The Anglican Church of Canada is marking the 22 days between the Truth and Reconciliation Commission's (TRC) final national gathering (May 31) and National Aboriginal Day (June 22) with the "22 Days" project, which will see it promote the stories of 22 people who were affected by the residential school policy.
As many as 150,000 First Nations, Inuit and Metis children are estimated to have attended residential schools; the TRC has said the number of children who died in the schools might never be known for certain. The TRC has documented 2,434 student deaths between 1867 and 1940.
In explaining the project, the Anglican church said it played a role in running 36 residential schools for Indigenous students before it withdrew in 1969.
"Though individual participants may have had nobler intentions, the underlying colonial aim was the destruction of Indigenous cultures and the assimilation of children into Euro-Canadian Society," the project's website reads. "In pursuit of this goal, we tore apart families and communities, and drove students and their parents, siblings and children into dysfunction and addiction. Many students were emotionally, sexually and physically abused."
As part of "22 Days," the Anglican Church will post the stories of survivors and others affected by residential schools on the project's website, with a prayer for the person whose experience is being told.
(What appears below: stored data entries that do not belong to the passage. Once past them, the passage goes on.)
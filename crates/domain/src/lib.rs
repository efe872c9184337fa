//! 聊天室核心领域模型
//!
//! 包含房间、参与者身份（成员 / 访客）、消息、好友备注等纯数据实体，
//! 以及它们自身携带的不变式校验。这里不做任何 I/O。

pub mod alias;
pub mod errors;
pub mod message;
pub mod principal;
pub mod room;
pub mod value_objects;

// 重新导出常用类型
pub use alias::FriendAlias;
pub use errors::{DomainError, DomainResult, RepositoryError};
pub use message::{Message, MessageBody, MAX_TEXT_LEN};
pub use principal::{GuestProfile, MemberProfile, ParticipantId, Principal};
pub use room::{Guest, NewRoom, Room, RoomKind, RoomPatch};
pub use value_objects::{GuestId, MessageId, PasswordHash, RoomId, Timestamp, UserId};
The first person to have her story told was Gladys Cook, who was interviewed by Anglican Video in 1992. Her account is posted above this story.
But that's not the only way the church is paying respect to Indigenous people.
Churches across the country, like St. John's Anglican Church in Peterborough, Ont., have committed to ringing their bell for 10 minutes every day until June 21 to recognize missing and murdered aboriginal women, writes PTBO Canada.
This comes at the suggestion of Anglican Church of Canada Archbishop Fred Hiltz.
He wrote in a recent Anglican Journal column that churches should consider ringing their bells as an "act of remembrance" for the 1,017 aboriginal women and girls who've been killed, and the 164 who've gone missing since 1980.
"To ring the bells is to pray for their families," he said.
The Anglican Church was party to the Indian Residential Schools Settlement Agreement, which established a TRC in which survivors could tell their stories in an effort to create a historic record of the schools and their legacy.
The TRC issued its summary report on Tuesday, with Justice Murray Sinclair saying that residential schools constituted "cultural genocide."
It also issued 94 recommendations to various levels of government, in areas such as education, health and child welfare.
Though the commission has issued its report, the work of reconciliation is not finished. Two of its recommendations were that the federal government establish an inquiry into missing and murdered aboriginal women, and adopt the UN Declaration on the Rights of Indigenous People.
Prime Minister Stephen Harper has indicated that he won't take either of those actions.